GK: The juxtaposition of voices, narration, and sounds are vigorous aspects of your works – as in Biokraphia (2002) with your partner Lina Saneh or Riding on a Cloud. You use texts and letters; sometimes you create a theatre piece or just a lecture performance as a ‘device.’ In the process of creating how do you know which medium will be the best to narrate a certain scenario or tale?

RM: I have no methodology to follow. Actually, if I come to a frame or a style I immediately attempt to deconstruct it. At the same time I don’t restrict myself. If I do make restrictions it is to free myself from other limitations that I cannot get rid of. Not using dialogues or not having eye contact between the performers on stage are two examples. This method functions so as to free me from other obstacles or stereotypes. I guess Dogme 95, a movement of Danish filmmakers including Lars von Trier and Thomas Vinterberg, were aiming for this. The dogmatic rules they put in place are designed to free themselves from the film industry and its restrictions. It is dangerous though: you may fall into your own dogmatic thinking and become imprisoned by its rules.

In some performances with Lina Saneh we have started to realize that we are confronting theatre with other mediums. In Photo-Romance (2009) we tried to separate the film’s elements and put some of them on stage. Instead of watching the movement of the pictures we decided to make it with still-photos like a roman-photo or a story board: the music is trying to follow the still images, while all the dialogues were added by Saneh ‘live’ on stage. In Looking for a Missing Employee (2007) newspapers were brought into the theatre, which reflected the temporality of the performance. In this performance I followed the case of a missing employee through the newspaper articles. The news came in, day after day, non-stop for 16 days until it suddenly stopped; nothing was written about it. A question came up at once: how could you represent these 16 days in theatre? I suggested to the audience that they listen to three minutes of music and try to imagine as if these three minutes represented 16 days. I remember that some friends told me to shorten this music because they had the feeling it was too long and boring. For me, it is just to highlight differences of temporality and how theatre condenses time – compressing three months into two hours, for example. It was also about the fact that even on stage a minute without doing anything can be felt as too long.
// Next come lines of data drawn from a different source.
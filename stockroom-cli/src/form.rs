//! Create/edit form state
//!
//! [`MaterialForm::new`] starts empty for a create; [`MaterialForm::edit`]
//! copies a record and shows its stored photo until a local file is picked.

use std::path::{Path, PathBuf};
use stockroom_common::categories::is_known_category;
use stockroom_common::text::normalize_field;
use stockroom_common::{Error, Material, MaterialFields};

use crate::client::resolve_photo_url;
use crate::error::{ClientError, Result};

/// Photo shown in the form
#[derive(Debug, Clone, PartialEq, Eq)]
pub enum PhotoPreview {
    None,
    /// Photo already stored on the server
    Stored(String),
    /// Local file picked for upload
    Local(PathBuf),
}

#[derive(Debug, Clone, PartialEq, Eq)]
pub struct MaterialForm {
    /// Record being edited; `None` for a create
    pub editing: Option<i64>,
    pub code: String,
    pub description: String,
    pub category: String,
    pub preview: PhotoPreview,
}

impl MaterialForm {
    /// Empty form for a new material
    pub fn new() -> Self {
        Self {
            editing: None,
            code: String::new(),
            description: String::new(),
            category: String::new(),
            preview: PhotoPreview::None,
        }
    }

    /// Form pre-populated from an existing material
    pub fn edit(material: &Material) -> Self {
        Self {
            editing: Some(material.id),
            code: material.code.clone(),
            description: material.description.clone(),
            category: material.category.clone(),
            preview: match &material.photo_url {
                Some(url) => PhotoPreview::Stored(url.clone()),
                None => PhotoPreview::None,
            },
        }
    }

    /// Pick a local photo; it replaces the preview and is uploaded on submit
    pub fn select_photo(&mut self, path: impl AsRef<Path>) {
        self.preview = PhotoPreview::Local(path.as_ref().to_path_buf());
    }

    /// Local photo to upload, if one was picked
    pub fn photo_to_upload(&self) -> Option<&Path> {
        match &self.preview {
            PhotoPreview::Local(path) => Some(path),
            _ => None,
        }
    }

    /// Where the preview image lives, as something a user can open
    pub fn preview_location(&self, api_base: &str) -> Option<String> {
        match &self.preview {
            PhotoPreview::None => None,
            PhotoPreview::Stored(url) => Some(resolve_photo_url(api_base, url)),
            PhotoPreview::Local(path) => Some(path.display().to_string()),
        }
    }

    /// True when a category is set that the picker does not offer
    ///
    /// Free-text categories are still accepted by the server.
    pub fn has_unlisted_category(&self) -> bool {
        let category = normalize_field(&self.category);
        !category.is_empty() && !is_known_category(&category)
    }

    /// One-line photo summary shown before the form is submitted
    pub fn preview_line(&self, api_base: &str) -> String {
        match (&self.preview, self.preview_location(api_base)) {
            (PhotoPreview::Stored(_), Some(location)) => format!("Photo (current): {}", location),
            (PhotoPreview::Local(_), Some(location)) => format!("Photo (new): {}", location),
            _ => "Photo: none".to_string(),
        }
    }

    /// Normalized (trimmed, uppercased) fields ready to send
    pub fn validate(&self) -> Result<MaterialFields> {
        MaterialFields::new(&self.code, &self.description, &self.category).map_err(|e| match e {
            Error::InvalidInput(msg) => ClientError::Validation(msg),
            other => ClientError::Validation(other.to_string()),
        })
    }
}

impl Default for MaterialForm {
    fn default() -> Self {
        Self::new()
    }
}

#[cfg(test)]
mod tests {
    use super::*;
    use chrono::Utc;

    fn stored() -> Material {
        Material {
            id: 7,
            code: "ELE-001".to_string(),
            description: "DISJUNTOR".to_string(),
            category: "ELÉTRICA".to_string(),
            photo_url: Some("/uploads/1-a.jpg".to_string()),
            created_at: Utc::now(),
            updated_at: Utc::now(),
        }
    }

    #[test]
    fn test_new_form_is_empty() {
        let form = MaterialForm::new();
        assert_eq!(form.editing, None);
        assert!(form.code.is_empty());
        assert_eq!(form.preview, PhotoPreview::None);
        assert!(form.validate().is_err());
    }

    #[test]
    fn test_edit_prefills_from_record() {
        let form = MaterialForm::edit(&stored());

        assert_eq!(form.editing, Some(7));
        assert_eq!(form.code, "ELE-001");
        assert_eq!(form.category, "ELÉTRICA");
        assert_eq!(form.preview, PhotoPreview::Stored("/uploads/1-a.jpg".to_string()));
        assert_eq!(form.photo_to_upload(), None);
        assert_eq!(
            form.preview_location("http://localhost:3333"),
            Some("http://localhost:3333/uploads/1-a.jpg".to_string())
        );
    }

    #[test]
    fn test_selected_photo_replaces_preview() {
        let mut form = MaterialForm::edit(&stored());
        form.select_photo("/tmp/nova.jpg");

        assert_eq!(form.photo_to_upload(), Some(Path::new("/tmp/nova.jpg")));
        assert_eq!(
            form.preview_location("http://localhost:3333"),
            Some("/tmp/nova.jpg".to_string())
        );
    }

    #[test]
    fn test_preview_line() {
        assert_eq!(MaterialForm::new().preview_line("http://h"), "Photo: none");

        let mut form = MaterialForm::edit(&stored());
        assert_eq!(
            form.preview_line("http://h"),
            "Photo (current): http://h/uploads/1-a.jpg"
        );

        form.select_photo("/tmp/nova.jpg");
        assert_eq!(form.preview_line("http://h"), "Photo (new): /tmp/nova.jpg");
    }

    #[test]
    fn test_validate_uppercases() {
        let mut form = MaterialForm::new();
        form.code = " hid-002 ".to_string();
        form.description = "registro".to_string();
        form.category = "hidráulica".to_string();

        let fields = form.validate().unwrap();
        assert_eq!(fields.code(), "HID-002");
        assert_eq!(fields.category(), "HIDRÁULICA");
    }

    #[test]
    fn test_unlisted_category() {
        let mut form = MaterialForm::new();
        assert!(!form.has_unlisted_category());

        form.category = "elétrica".to_string();
        assert!(!form.has_unlisted_category());

        form.category = "jardinagem".to_string();
        assert!(form.has_unlisted_category());
    }

    #[test]
    fn test_validate_reports_missing_description() {
        let mut form = MaterialForm::new();
        form.code = "X".to_string();

        let err = form.validate().unwrap_err();
        assert!(matches!(err, ClientError::Validation(ref msg) if msg.contains("description")));
    }
}
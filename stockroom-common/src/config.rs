//! Configuration loading and root folder resolution
//!
//! Bootstrap settings resolve in priority order:
//! 1. Command-line argument (highest priority)
//! 2. Environment variable
//! 3. TOML config file
//! 4. Compiled default (fallback)
//!
//! A missing or unparsable TOML file never aborts startup: a warning is
//! logged and the remaining tiers apply.

use crate::auth::UserEntry;
use crate::{Error, Result};
use serde::{Deserialize, Serialize};
use std::path::{Path, PathBuf};
use tracing::{debug, warn};

/// Environment variable overriding the root folder
pub const ENV_ROOT_FOLDER: &str = "STOCKROOM_ROOT_FOLDER";

/// Database file name inside the root folder
pub const DATABASE_FILE: &str = "stockroom.db";

/// Photo directory name inside the root folder
pub const UPLOADS_DIR: &str = "uploads";

/// Client session file name inside the client data folder
pub const SESSION_FILE: &str = "session.json";

/// Bootstrap configuration loaded from TOML
#[derive(Debug, Clone, Default, PartialEq, Serialize, Deserialize)]
pub struct TomlConfig {
    /// Folder holding the database and the uploads directory
    #[serde(default)]
    pub root_folder: Option<PathBuf>,

    /// API bind address
    #[serde(default)]
    pub host: Option<String>,

    /// API port
    #[serde(default)]
    pub port: Option<u16>,

    /// Shared secret required in the `x-api-key` header (empty disables)
    #[serde(default)]
    pub api_key: Option<String>,

    /// Maximum request body size for photo uploads
    #[serde(default)]
    pub max_upload_bytes: Option<usize>,

    /// Base URL the client talks to
    #[serde(default)]
    pub api_url: Option<String>,

    #[serde(default)]
    pub logging: LoggingConfig,

    /// Client logins
    #[serde(default)]
    pub users: Vec<UserEntry>,
}

/// Logging configuration
#[derive(Debug, Clone, PartialEq, Serialize, Deserialize)]
pub struct LoggingConfig {
    /// Log level (trace, debug, info, warn, error)
    #[serde(default = "default_log_level")]
    pub level: String,
}

impl Default for LoggingConfig {
    fn default() -> Self {
        Self {
            level: default_log_level(),
        }
    }
}

fn default_log_level() -> String {
    "info".to_string()
}

impl TomlConfig {
    /// Parse a TOML config file
    pub fn load(path: &Path) -> Result<Self> {
        let content = std::fs::read_to_string(path)
            .map_err(|e| Error::Config(format!("Read {} failed: {}", path.display(), e)))?;
        toml::from_str(&content)
            .map_err(|e| Error::Config(format!("Parse {} failed: {}", path.display(), e)))
    }

    /// Load the config file for `module_name`, falling back to defaults
    ///
    /// Never fails; problems are logged.
    pub fn load_for_module(module_name: &str) -> Self {
        let Some(path) = config_file_path(module_name) else {
            debug!("No config file found for {}, using defaults", module_name);
            return Self::default();
        };

        match Self::load(&path) {
            Ok(config) => {
                debug!("Loaded config from {}", path.display());
                config
            }
            Err(e) => {
                warn!("{} (continuing with defaults)", e);
                Self::default()
            }
        }
    }
}

/// Locate the config file for a module
///
/// Candidates, first existing wins:
/// - `<config dir>/stockroom/<module_name>.toml`
/// - `<config dir>/stockroom/config.toml`
/// - `/etc/stockroom/config.toml` (Unix)
pub fn config_file_path(module_name: &str) -> Option<PathBuf> {
    let mut candidates = Vec::new();
    if let Some(dir) = dirs::config_dir() {
        let dir = dir.join("stockroom");
        candidates.push(dir.join(format!("{}.toml", module_name)));
        candidates.push(dir.join("config.toml"));
    }
    if cfg!(unix) {
        candidates.push(PathBuf::from("/etc/stockroom/config.toml"));
    }

    candidates.into_iter().find(|p| p.is_file())
}

/// Built-in defaults
#[derive(Debug, Clone, PartialEq)]
pub struct CompiledDefaults {
    pub root_folder: PathBuf,
    pub host: String,
    pub port: u16,
    pub max_upload_bytes: usize,
    pub api_url: String,
    pub log_level: String,
}

impl CompiledDefaults {
    pub fn for_current_platform() -> Self {
        let root_folder = dirs::data_local_dir()
            .map(|d| d.join("stockroom"))
            .unwrap_or_else(|| PathBuf::from("./stockroom_data"));

        Self {
            root_folder,
            host: "0.0.0.0".to_string(),
            port: 3333,
            max_upload_bytes: 10 * 1024 * 1024,
            api_url: "http://localhost:3333".to_string(),
            log_level: default_log_level(),
        }
    }
}

/// Root folder resolution
pub struct RootFolderResolver {
    module_name: String,
    cli_arg: Option<PathBuf>,
    toml_root: Option<Option<PathBuf>>,
}

impl RootFolderResolver {
    pub fn new(module_name: &str) -> Self {
        Self {
            module_name: module_name.to_string(),
            cli_arg: None,
            toml_root: None,
        }
    }

    /// Command-line override
    pub fn with_cli_arg(mut self, path: Option<PathBuf>) -> Self {
        self.cli_arg = path;
        self
    }

    /// Use an already-loaded TOML config instead of reading the file again
    pub fn with_toml(mut self, config: &TomlConfig) -> Self {
        self.toml_root = Some(config.root_folder.clone());
        self
    }

    pub fn resolve(&self) -> PathBuf {
        // Priority 1: Command-line argument
        if let Some(path) = &self.cli_arg {
            return path.clone();
        }

        // Priority 2: Environment variable
        if let Ok(path) = std::env::var(ENV_ROOT_FOLDER) {
            if !path.trim().is_empty() {
                return PathBuf::from(path);
            }
        }

        // Priority 3: TOML config file
        let toml_root = match &self.toml_root {
            Some(root) => root.clone(),
            None => TomlConfig::load_for_module(&self.module_name).root_folder,
        };
        if let Some(path) = toml_root {
            return path;
        }

        // Priority 4: Compiled default
        CompiledDefaults::for_current_platform().root_folder
    }
}

/// Paths under a resolved root folder
pub struct RootFolderInitializer {
    root: PathBuf,
}

impl RootFolderInitializer {
    pub fn new(root: PathBuf) -> Self {
        Self { root }
    }

    pub fn root(&self) -> &Path {
        &self.root
    }

    /// Create the root folder (and parents) if missing. Idempotent.
    pub fn ensure_directory_exists(&self) -> Result<()> {
        std::fs::create_dir_all(&self.root)?;
        Ok(())
    }

    pub fn database_path(&self) -> PathBuf {
        self.root.join(DATABASE_FILE)
    }

    pub fn uploads_path(&self) -> PathBuf {
        self.root.join(UPLOADS_DIR)
    }

    pub fn session_path(&self) -> PathBuf {
        self.root.join(SESSION_FILE)
    }
}

/// Pick the first configured value: CLI/env, then TOML, then default
///
/// Logs when a lower tier is shadowed so misconfiguration is visible.
pub fn first_configured<T: Clone>(name: &str, cli: Option<T>, toml: Option<T>, default: T) -> T {
    match (cli, toml) {
        (Some(value), Some(_)) => {
            debug!("{} set on command line/environment and in TOML; using command line", name);
            value
        }
        (Some(value), None) => value,
        (None, Some(value)) => value,
        (None, None) => default,
    }
}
So these would be some examples. As I have said, I try not to frame myself in a certain style. I place importance on liberating myself in my own work. No recipes and no ready-made formulas.

GK: Contemplating this shift with new media, what do you think of Guy Debord’s criticism of the ‘spectacle?’ Recently that spectacle transformed into the hope for a possible revolution; how might you explain this transformation from spectacle to ‘pixelated revolution(s)?’
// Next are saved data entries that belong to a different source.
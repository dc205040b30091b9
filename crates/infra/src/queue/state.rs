use serde::{Deserialize, Serialize};
use serde_json::Value;
use steadfast_domain::{EnqueueOptions, HttpMethod, QueueItem};

/// Queue contents plus the sequence counter, persisted together
#[derive(Debug, Clone, Default, Serialize, Deserialize)]
pub(crate) struct QueueState {
    next_sequence: u64,
    items: Vec<QueueItem>,
}

impl QueueState {
    pub(crate) fn push(
        &mut self,
        path: &str,
        method: HttpMethod,
        body: Option<Value>,
        options: EnqueueOptions,
        default_max_retries: u32,
    ) -> QueueItem {
        let item =
            QueueItem::new(path, method, body, options, default_max_retries, self.next_sequence);
        self.next_sequence += 1;
        let position = self.items.partition_point(|queued| queued.drain_key() <= item.drain_key());
        self.items.insert(position, item.clone());
        item
    }

    pub(crate) fn items(&self) -> &[QueueItem] {
        &self.items
    }

    pub(crate) fn remove(&mut self, id: &str) -> bool {
        let before = self.items.len();
        self.items.retain(|item| item.id != id);
        self.items.len() != before
    }

    pub(crate) fn record_failure(&mut self, id: &str) -> Option<QueueItem> {
        self.items.iter_mut().find(|item| item.id == id).map(|item| {
            item.retry_count += 1;
            item.clone()
        })
    }

    pub(crate) fn len(&self) -> usize {
        self.items.len()
    }

    /// Restore drain order and the sequence counter after loading
    pub(crate) fn normalize(&mut self) {
        self.items.sort_by_key(QueueItem::drain_key);
        let max_seen = self.items.iter().map(|item| item.sequence + 1).max().unwrap_or(0);
        self.next_sequence = self.next_sequence.max(max_seen);
    }
}
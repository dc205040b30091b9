use steadfast_core::NetworkMonitor;
use steadfast_domain::ConnectivityState;
use tokio::sync::watch;
use tracing::info;

/// Connectivity signal fed by the host platform
///
/// The embedding application calls [`set_state`](Self::set_state) whenever
/// the OS reports a change; subscribers only see actual transitions.
#[derive(Debug)]
pub struct WatchNetworkMonitor {
    sender: watch::Sender<ConnectivityState>,
}

impl Default for WatchNetworkMonitor {
    fn default() -> Self {
        Self::new(ConnectivityState::default())
    }
}

impl WatchNetworkMonitor {
    pub fn new(initial: ConnectivityState) -> Self {
        let (sender, _) = watch::channel(initial);
        Self { sender }
    }

    /// Publish a new state; returns whether it differed from the last one
    pub fn set_state(&self, state: ConnectivityState) -> bool {
        let changed = self.sender.send_if_modified(|current| {
            if *current == state {
                false
            } else {
                *current = state;
                true
            }
        });
        if changed {
            info!(
                connected = state.connected,
                kind = ?state.connection_type,
                "connectivity changed"
            );
        }
        changed
    }
}

impl NetworkMonitor for WatchNetworkMonitor {
    fn current(&self) -> ConnectivityState {
        *self.sender.borrow()
    }

    fn subscribe(&self) -> watch::Receiver<ConnectivityState> {
        self.sender.subscribe()
    }
}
RM: I can’t pretend that I can argue with Debord since I don’t know his writing very well. But let me answer your question from my own experience. In every era there are technologies that emerge, first starting with the authorities as a tool to control. Over time people learn to use these tools against authority. In the same manner, although the Internet is still being used to gather information about people all around the world whether the purposes are commercial or political, there are always cracks allowing people to slip through and work within them against the authorities. This is what happened in Egypt, Tunisia, and Syria. Nevertheless, is there a possibility of making a revolution just with these tools through just Facebook or Twitter? I doubt it. These tools can only facilitate the communication between people.
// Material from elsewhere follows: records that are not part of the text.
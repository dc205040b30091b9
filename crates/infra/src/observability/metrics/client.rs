//! Lock-free counters for the request pipeline
//!
//! Independent counters with `Relaxed` ordering; a snapshot is not a
//! consistent cut across counters, only per counter.

use std::sync::atomic::{AtomicU64, Ordering};

use serde::Serialize;

/// Counters updated by the request pipeline
#[derive(Debug, Default)]
pub struct ClientMetrics {
    dispatches: AtomicU64,
    cache_hits: AtomicU64,
    cache_misses: AtomicU64,
    dedup_joins: AtomicU64,
    retries: AtomicU64,
    refreshes: AtomicU64,
    failovers: AtomicU64,
    offline_enqueues: AtomicU64,
    replayed: AtomicU64,
    dropped: AtomicU64,
}

/// Plain copy of [`ClientMetrics`]
#[derive(Debug, Clone, Copy, Default, PartialEq, Eq, Serialize)]
pub struct ClientMetricsSnapshot {
    /// Requests that reached the network (retries included)
    pub dispatches: u64,
    pub cache_hits: u64,
    pub cache_misses: u64,
    /// Callers attached to an identical in-flight request
    pub dedup_joins: u64,
    pub retries: u64,
    /// 401s routed to the refresh coordinator
    pub refreshes: u64,
    pub failovers: u64,
    pub offline_enqueues: u64,
    pub replayed: u64,
    pub dropped: u64,
}

impl ClientMetrics {
    pub fn new() -> Self {
        Self::default()
    }

    pub fn record_dispatch(&self) {
        self.dispatches.fetch_add(1, Ordering::Relaxed);
    }

    pub fn record_cache_hit(&self) {
        self.cache_hits.fetch_add(1, Ordering::Relaxed);
    }

    pub fn record_cache_miss(&self) {
        self.cache_misses.fetch_add(1, Ordering::Relaxed);
    }

    pub fn record_dedup_join(&self) {
        self.dedup_joins.fetch_add(1, Ordering::Relaxed);
    }

    pub fn record_retry(&self) {
        self.retries.fetch_add(1, Ordering::Relaxed);
    }

    pub fn record_refresh(&self) {
        self.refreshes.fetch_add(1, Ordering::Relaxed);
    }

    pub fn record_failover(&self) {
        self.failovers.fetch_add(1, Ordering::Relaxed);
    }

    pub fn record_offline_enqueue(&self) {
        self.offline_enqueues.fetch_add(1, Ordering::Relaxed);
    }

    pub fn record_flush(&self, replayed: usize, dropped: usize) {
        self.replayed.fetch_add(replayed as u64, Ordering::Relaxed);
        self.dropped.fetch_add(dropped as u64, Ordering::Relaxed);
    }

    pub fn snapshot(&self) -> ClientMetricsSnapshot {
        ClientMetricsSnapshot {
            dispatches: self.dispatches.load(Ordering::Relaxed),
            cache_hits: self.cache_hits.load(Ordering::Relaxed),
            cache_misses: self.cache_misses.load(Ordering::Relaxed),
            dedup_joins: self.dedup_joins.load(Ordering::Relaxed),
            retries: self.retries.load(Ordering::Relaxed),
            refreshes: self.refreshes.load(Ordering::Relaxed),
            failovers: self.failovers.load(Ordering::Relaxed),
            offline_enqueues: self.offline_enqueues.load(Ordering::Relaxed),
            replayed: self.replayed.load(Ordering::Relaxed),
            dropped: self.dropped.load(Ordering::Relaxed),
        }
    }
}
Let’s take another example: in the 1970s it was the audiotape that played the same role in the Iranian revolution. The cassette engaged people and ignited the movement. While he was in exile, all the speeches of Khomeini were recorded on audiotapes and sent to Iran. Activists were copying these tapes and distributing them among the people. Later, Twitter became the main device for the Iranians in 2009 who were being suppressed by Khomeini’s Islamic regime, to create a protest movement in the country.

Consequently, power tries to find those cracks, modify them and correct the system in order to exert full control through it next time. But I assume people will always find their own ways to appropriate any system and use it against power.

Rabih Mroué, Looking for a Missing Employee, 2003. Photo creds Ashkal Alwan and Sfeir-Semler Gallery, Hamburg and Beirut.

Rabih Mroué, Looking for a Missing Employee, 2003. Photo creds Ashkal Alwan and Sfeir-Semler Gallery, Hamburg and Beirut.

GK: In your works, you address political concerns through micro-narration. The short story examined in detail contains more. How did you find this language?

RM: I don’t know. I can say that, in a way, some artists fall into this error of generalization. By generalizing one starts to talk about big titles like ‘The War,’ ‘Love,’ ‘Sacrifice!’ I find this very dangerous because it makes art a-political. What I’ve learned from my experience is that a topic should be very specific and specialized. In this sense, that war can’t resemble this one and the experience during this war is different, your body movement is different, your feeling, your thoughts, the reasons, and background – everything is different. What I found out is that the more you are precise about your subject the more you connect with your audience. From the very personal and defined, I assume that the audience will understand that every story has its own complexity and differences and that it needs an effort to be understood. Nevertheless, it pushes each one of the audience members to formulate their opinion and their own set of questions. For me, I am always aware of not giving any conclusions; I prefer to ask questions. I don’t try to simplify or explain because the moment I do this I start to compromise.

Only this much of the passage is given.